### DESCRIPTION OF THE TASK
The answer must consist of the records, repeated exactly.

### EXTRACTED INFORMATION
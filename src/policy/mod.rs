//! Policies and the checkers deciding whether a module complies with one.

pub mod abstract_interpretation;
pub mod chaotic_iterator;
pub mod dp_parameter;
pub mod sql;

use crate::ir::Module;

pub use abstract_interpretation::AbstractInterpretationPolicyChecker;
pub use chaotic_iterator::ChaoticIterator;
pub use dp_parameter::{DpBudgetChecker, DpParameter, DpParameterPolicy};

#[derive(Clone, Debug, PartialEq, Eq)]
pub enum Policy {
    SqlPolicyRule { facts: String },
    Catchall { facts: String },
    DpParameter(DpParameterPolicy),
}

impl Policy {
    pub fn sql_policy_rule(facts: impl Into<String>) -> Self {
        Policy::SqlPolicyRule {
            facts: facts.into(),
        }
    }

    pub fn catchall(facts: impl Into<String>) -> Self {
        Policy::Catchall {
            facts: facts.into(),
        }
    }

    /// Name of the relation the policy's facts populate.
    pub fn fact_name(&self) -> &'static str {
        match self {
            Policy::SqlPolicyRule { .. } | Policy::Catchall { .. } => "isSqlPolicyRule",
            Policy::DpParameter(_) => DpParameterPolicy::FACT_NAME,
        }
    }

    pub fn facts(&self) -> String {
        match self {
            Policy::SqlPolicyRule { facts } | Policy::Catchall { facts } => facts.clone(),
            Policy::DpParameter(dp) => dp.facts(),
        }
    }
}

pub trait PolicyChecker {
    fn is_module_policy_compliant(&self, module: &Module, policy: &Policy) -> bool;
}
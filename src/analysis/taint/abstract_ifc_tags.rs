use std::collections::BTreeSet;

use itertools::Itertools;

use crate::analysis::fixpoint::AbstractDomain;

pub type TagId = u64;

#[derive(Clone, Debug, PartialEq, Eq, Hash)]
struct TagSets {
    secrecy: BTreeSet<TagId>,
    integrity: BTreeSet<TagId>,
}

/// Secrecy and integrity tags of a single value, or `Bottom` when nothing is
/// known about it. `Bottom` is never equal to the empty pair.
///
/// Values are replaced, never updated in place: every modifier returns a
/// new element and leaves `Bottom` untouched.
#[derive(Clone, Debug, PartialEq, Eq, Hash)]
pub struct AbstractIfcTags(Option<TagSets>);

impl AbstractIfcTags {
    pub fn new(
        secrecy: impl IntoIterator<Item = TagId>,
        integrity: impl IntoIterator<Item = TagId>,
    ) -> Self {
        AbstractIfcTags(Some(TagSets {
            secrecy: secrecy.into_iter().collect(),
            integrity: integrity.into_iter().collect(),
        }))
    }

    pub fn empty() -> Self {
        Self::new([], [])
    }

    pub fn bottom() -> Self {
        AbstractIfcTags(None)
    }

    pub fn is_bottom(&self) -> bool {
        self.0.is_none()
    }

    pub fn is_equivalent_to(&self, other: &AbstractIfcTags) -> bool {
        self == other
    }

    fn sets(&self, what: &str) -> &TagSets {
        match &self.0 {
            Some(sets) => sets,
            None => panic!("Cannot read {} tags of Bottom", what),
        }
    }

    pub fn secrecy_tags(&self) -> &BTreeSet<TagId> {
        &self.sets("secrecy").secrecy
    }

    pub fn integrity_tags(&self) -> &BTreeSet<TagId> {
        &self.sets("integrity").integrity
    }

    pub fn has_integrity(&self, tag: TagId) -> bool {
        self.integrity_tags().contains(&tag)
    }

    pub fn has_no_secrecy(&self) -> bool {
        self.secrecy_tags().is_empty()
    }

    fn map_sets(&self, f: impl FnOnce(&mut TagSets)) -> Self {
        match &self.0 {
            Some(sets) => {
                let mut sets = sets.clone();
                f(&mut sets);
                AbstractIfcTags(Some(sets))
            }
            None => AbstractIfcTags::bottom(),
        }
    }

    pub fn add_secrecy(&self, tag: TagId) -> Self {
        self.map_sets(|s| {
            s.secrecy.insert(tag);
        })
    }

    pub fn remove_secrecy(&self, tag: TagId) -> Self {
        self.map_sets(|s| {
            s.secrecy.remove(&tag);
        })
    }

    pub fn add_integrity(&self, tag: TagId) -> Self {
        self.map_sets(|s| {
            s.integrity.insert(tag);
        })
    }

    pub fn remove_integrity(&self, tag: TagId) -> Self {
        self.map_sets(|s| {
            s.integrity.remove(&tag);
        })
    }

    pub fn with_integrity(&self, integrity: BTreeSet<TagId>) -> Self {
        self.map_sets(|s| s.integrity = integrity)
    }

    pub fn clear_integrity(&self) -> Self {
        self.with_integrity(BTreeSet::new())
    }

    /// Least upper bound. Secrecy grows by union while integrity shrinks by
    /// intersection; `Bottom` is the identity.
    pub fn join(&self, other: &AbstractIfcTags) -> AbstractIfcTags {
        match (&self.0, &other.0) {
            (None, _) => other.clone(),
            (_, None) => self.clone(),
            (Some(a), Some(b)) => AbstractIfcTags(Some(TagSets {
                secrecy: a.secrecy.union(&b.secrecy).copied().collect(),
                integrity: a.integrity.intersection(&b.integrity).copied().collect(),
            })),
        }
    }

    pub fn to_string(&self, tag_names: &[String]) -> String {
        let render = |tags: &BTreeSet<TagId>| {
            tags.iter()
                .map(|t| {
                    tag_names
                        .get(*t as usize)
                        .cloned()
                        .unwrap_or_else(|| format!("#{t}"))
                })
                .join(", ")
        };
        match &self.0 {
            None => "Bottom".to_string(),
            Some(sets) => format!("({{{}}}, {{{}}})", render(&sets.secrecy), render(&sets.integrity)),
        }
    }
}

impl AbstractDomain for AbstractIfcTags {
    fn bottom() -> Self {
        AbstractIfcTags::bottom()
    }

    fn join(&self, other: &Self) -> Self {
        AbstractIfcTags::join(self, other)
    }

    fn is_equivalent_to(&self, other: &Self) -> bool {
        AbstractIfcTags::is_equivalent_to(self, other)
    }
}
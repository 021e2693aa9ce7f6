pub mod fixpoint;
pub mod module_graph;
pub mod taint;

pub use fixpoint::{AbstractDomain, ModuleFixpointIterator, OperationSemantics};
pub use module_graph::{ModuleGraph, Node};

### ANSWER TO THE PROBLEM
filename src/policy/mod.rs
//! Policies and the checkers deciding whether a module complies with one.

pub mod abstract_interpretation;
pub mod chaotic_iterator;
pub mod dp_parameter;
pub mod sql;

use crate::ir::Module;

pub use abstract_interpretation::AbstractInterpretationPolicyChecker;
pub use chaotic_iterator::ChaoticIterator;
pub use dp_parameter::{DpBudgetChecker, DpParameter, DpParameterPolicy};

#[derive(Clone, Debug, PartialEq, Eq)]
pub enum Policy {
    SqlPolicyRule { facts: String },
    Catchall { facts: String },
    DpParameter(DpParameterPolicy),
}

impl Policy {
    pub fn sql_policy_rule(facts: impl Into<String>) -> Self {
        Policy::SqlPolicyRule {
            facts: facts.into(),
        }
    }

    pub fn catchall(facts: impl Into<String>) -> Self {
        Policy::Catchall {
            facts: facts.into(),
        }
    }

    /// Name of the relation the policy's facts populate.
    pub fn fact_name(&self) -> &'static str {
        match self {
            Policy::SqlPolicyRule { .. } | Policy::Catchall { .. } => "isSqlPolicyRule",
            Policy::DpParameter(_) => DpParameterPolicy::FACT_NAME,
        }
    }

    pub fn facts(&self) -> String {
        match self {
            Policy::SqlPolicyRule { facts } | Policy::Catchall { facts } => facts.clone(),
            Policy::DpParameter(dp) => dp.facts(),
        }
    }
}

pub trait PolicyChecker {
    fn is_module_policy_compliant(&self, module: &Module, policy: &Policy) -> bool;
}
filename src/analysis/taint/abstract_ifc_tags.rs
use std::collections::BTreeSet;

use itertools::Itertools;

use crate::analysis::fixpoint::AbstractDomain;

pub type TagId = u64;

#[derive(Clone, Debug, PartialEq, Eq, Hash)]
struct TagSets {
    secrecy: BTreeSet<TagId>,
    integrity: BTreeSet<TagId>,
}

/// Secrecy and integrity tags of a single value, or `Bottom` when nothing is
/// known about it. `Bottom` is never equal to the empty pair.
///
/// Values are replaced, never updated in place: every modifier returns a
/// new element and leaves `Bottom` untouched.
#[derive(Clone, Debug, PartialEq, Eq, Hash)]
pub struct AbstractIfcTags(Option<TagSets>);

impl AbstractIfcTags {
    pub fn new(
        secrecy: impl IntoIterator<Item = TagId>,
        integrity: impl IntoIterator<Item = TagId>,
    ) -> Self {
        AbstractIfcTags(Some(TagSets {
            secrecy: secrecy.into_iter().collect(),
            integrity: integrity.into_iter().collect(),
        }))
    }

    pub fn empty() -> Self {
        Self::new([], [])
    }

    pub fn bottom() -> Self {
        AbstractIfcTags(None)
    }

    pub fn is_bottom(&self) -> bool {
        self.0.is_none()
    }

    pub fn is_equivalent_to(&self, other: &AbstractIfcTags) -> bool {
        self == other
    }

    fn sets(&self, what: &str) -> &TagSets {
        match &self.0 {
            Some(sets) => sets,
            None => panic!("Cannot read {} tags of Bottom", what),
        }
    }

    pub fn secrecy_tags(&self) -> &BTreeSet<TagId> {
        &self.sets("secrecy").secrecy
    }

    pub fn integrity_tags(&self) -> &BTreeSet<TagId> {
        &self.sets("integrity").integrity
    }

    pub fn has_integrity(&self, tag: TagId) -> bool {
        self.integrity_tags().contains(&tag)
    }

    pub fn has_no_secrecy(&self) -> bool {
        self.secrecy_tags().is_empty()
    }

    fn map_sets(&self, f: impl FnOnce(&mut TagSets)) -> Self {
        match &self.0 {
            Some(sets) => {
                let mut sets = sets.clone();
                f(&mut sets);
                AbstractIfcTags(Some(sets))
            }
            None => AbstractIfcTags::bottom(),
        }
    }

    pub fn add_secrecy(&self, tag: TagId) -> Self {
        self.map_sets(|s| {
            s.secrecy.insert(tag);
        })
    }

    pub fn remove_secrecy(&self, tag: TagId) -> Self {
        self.map_sets(|s| {
            s.secrecy.remove(&tag);
        })
    }

    pub fn add_integrity(&self, tag: TagId) -> Self {
        self.map_sets(|s| {
            s.integrity.insert(tag);
        })
    }

    pub fn remove_integrity(&self, tag: TagId) -> Self {
        self.map_sets(|s| {
            s.integrity.remove(&tag);
        })
    }

    pub fn with_integrity(&self, integrity: BTreeSet<TagId>) -> Self {
        self.map_sets(|s| s.integrity = integrity)
    }

    pub fn clear_integrity(&self) -> Self {
        self.with_integrity(BTreeSet::new())
    }

    /// Least upper bound. Secrecy grows by union while integrity shrinks by
    /// intersection; `Bottom` is the identity.
    pub fn join(&self, other: &AbstractIfcTags) -> AbstractIfcTags {
        match (&self.0, &other.0) {
            (None, _) => other.clone(),
            (_, None) => self.clone(),
            (Some(a), Some(b)) => AbstractIfcTags(Some(TagSets {
                secrecy: a.secrecy.union(&b.secrecy).copied().collect(),
                integrity: a.integrity.intersection(&b.integrity).copied().collect(),
            })),
        }
    }

    pub fn to_string(&self, tag_names: &[String]) -> String {
        let render = |tags: &BTreeSet<TagId>| {
            tags.iter()
                .map(|t| {
                    tag_names
                        .get(*t as usize)
                        .cloned()
                        .unwrap_or_else(|| format!("#{t}"))
                })
                .join(", ")
        };
        match &self.0 {
            None => "Bottom".to_string(),
            Some(sets) => format!("({{{}}}, {{{}}})", render(&sets.secrecy), render(&sets.integrity)),
        }
    }
}

impl AbstractDomain for AbstractIfcTags {
    fn bottom() -> Self {
        AbstractIfcTags::bottom()
    }

    fn join(&self, other: &Self) -> Self {
        AbstractIfcTags::join(self, other)
    }

    fn is_equivalent_to(&self, other: &Self) -> bool {
        AbstractIfcTags::is_equivalent_to(self, other)
    }
}
repository 021e2693aa9ce7f6
pub mod fixpoint;
pub mod module_graph;
pub mod taint;

pub use fixpoint::{AbstractDomain, ModuleFixpointIterator, OperationSemantics};
pub use module_graph::{ModuleGraph, Node};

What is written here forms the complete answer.